Belief Graphs with Reasoning Zones: Structure, Dynamics, and Epistemic Activation
Saleh Nikooroo, Thomas Engel
TL;DR
Belief systems are typically fragmented and contradictory, yet effective reasoning requires stable local inferences. The authors introduce a graph-theoretic framework that separates external credibility from internal confidence, and compute the latter via a contractive propagation yielding a unique fixed point. They define reasoning zones as locally balanced, confidence-supported subgraphs that permit safe classical inference within globally inconsistent graphs, and construct a near-linear atlas with deduplication and governance. A local contradiction-shock mechanism preserves contraction while enabling targeted reconfiguration, producing stable, localized updates rather than global collapse. The evaluation plan on synthetic signed graphs demonstrates zone recovery, atlas stability, and resilience to shocks, establishing a practical pathway toward contradiction-tolerant, zone-aware reasoning for complex belief substrates.
Abstract
Belief systems are rarely globally consistent, yet effective reasoning often persists locally.
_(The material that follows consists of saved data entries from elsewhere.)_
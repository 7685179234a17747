//! Configuration management for En-Shindan CLI
//!
//! Stores the API base URL and reference clock offset in
//! ~/.config/en-shindan/config.toml

use anyhow::{Context, Result};
use chrono::FixedOffset;
use serde::{Deserialize, Serialize};
use std::fs;
use std::path::PathBuf;

const CONFIG_DIR: &str = "en-shindan";
const CONFIG_FILE: &str = "config.toml";

/// CLI Configuration
#[derive(Debug, Clone, PartialEq, Eq, Serialize, Deserialize)]
pub struct Config {
    #[serde(default = "default_base_url")]
    pub base_url: String,
    /// Offset of the local "today" used for biorhythm (hours east of UTC)
    #[serde(default = "default_utc_offset_hours")]
    pub utc_offset_hours: i32,
}

fn default_base_url() -> String {
    "http://localhost:8080".to_string()
}

fn default_utc_offset_hours() -> i32 {
    9
}

impl Default for Config {
    fn default() -> Self {
        Self {
            base_url: default_base_url(),
            utc_offset_hours: default_utc_offset_hours(),
        }
    }
}

impl Config {
    /// Get the config directory path
    pub fn config_dir() -> Result<PathBuf> {
        let config_dir = dirs::config_dir()
            .context("Could not determine config directory")?
            .join(CONFIG_DIR);
        Ok(config_dir)
    }

    /// Get the config file path
    pub fn config_path() -> Result<PathBuf> {
        Ok(Self::config_dir()?.join(CONFIG_FILE))
    }

    /// Load config from file, or create default
    pub fn load() -> Result<Self> {
        let path = Self::config_path()?;

        if !path.exists() {
            return Ok(Self::default());
        }

        let content = fs::read_to_string(&path)
            .with_context(|| format!("Failed to read config from {:?}", path))?;

        Self::parse(&content)
    }

    fn parse(content: &str) -> Result<Self> {
        toml::from_str(content).with_context(|| "Failed to parse config file")
    }

    /// Save config to file
    pub fn save(&self) -> Result<()> {
        let dir = Self::config_dir()?;
        fs::create_dir_all(&dir)
            .with_context(|| format!("Failed to create config directory {:?}", dir))?;

        let path = Self::config_path()?;
        let content = toml::to_string_pretty(self).context("Failed to serialize config")?;

        fs::write(&path, content)
            .with_context(|| format!("Failed to write config to {:?}", path))?;

        Ok(())
    }

    /// Set API base URL
    pub fn set_base_url(&mut self, url: String) {
        self.base_url = url.trim_end_matches('/').to_string();
    }

    /// Set reference clock offset, rejecting offsets outside ±23 hours
    pub fn set_utc_offset_hours(&mut self, hours: i32) -> Result<()> {
        offset_from_hours(hours)?;
        self.utc_offset_hours = hours;
        Ok(())
    }

    pub fn utc_offset(&self) -> Result<FixedOffset> {
        offset_from_hours(self.utc_offset_hours)
    }
}

fn offset_from_hours(hours: i32) -> Result<FixedOffset> {
    hours
        .checked_mul(3600)
        .and_then(FixedOffset::east_opt)
        .with_context(|| format!("UTC offset out of range: {} hours", hours))
}

#[cfg(test)]
mod tests {
    use super::*;

    #[test]
    fn test_missing_keys_use_defaults() {
        let config = Config::parse("").unwrap();
        assert_eq!(config, Config::default());
        assert_eq!(config.utc_offset().unwrap().local_minus_utc(), 9 * 3600);
    }

    #[test]
    fn test_round_trip() {
        let mut config = Config::default();
        config.set_base_url("https://shindan.example.com/".to_string());
        config.set_utc_offset_hours(-3).unwrap();

        let text = toml::to_string_pretty(&config).unwrap();
        let back = Config::parse(&text).unwrap();
        assert_eq!(back.base_url, "https://shindan.example.com");
        assert_eq!(back.utc_offset_hours, -3);
    }

    #[test]
    fn test_offset_out_of_range() {
        let mut config = Config::default();
        assert!(config.set_utc_offset_hours(24).is_err());
        assert_eq!(config.utc_offset_hours, 9);
    }
}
We propose a novel graph-theoretic framework that cleanly separates credibility--external, a priori trust in sources--from confidence--an internal, emergent valuation induced by network structure. Beliefs are nodes in a directed, signed, weighted graph whose edges encode support and contradiction. Confidence is obtained by a contractive propagation process that mixes a stated prior with structure-aware influence and guarantees a unique, stable solution. Within this dynamics, we define reasoning zones: high-confidence, structurally balanced subgraphs on which classical inference is safe despite global contradictions. We provide a near-linear procedure that seeds zones by confidence, tests balance using a parity-based coloring, and applies a greedy, locality-preserving repair with Jaccard de-duplication to build a compact atlas. To model belief change, we introduce shock updates that locally downscale support and elevate targeted contradictions while preserving contractivity via a simple backtracking rule. Re-propagation yields localized reconfiguration-zones may shrink, split, or collapse--without destabilizing the entire graph. We outline an empirical protocol on synthetic signed graphs with planted zones, reporting zone recovery, stability under shocks, and runtime. The result is a principled foundation for contradiction-tolerant reasoning that activates classical logic precisely where structure supports it.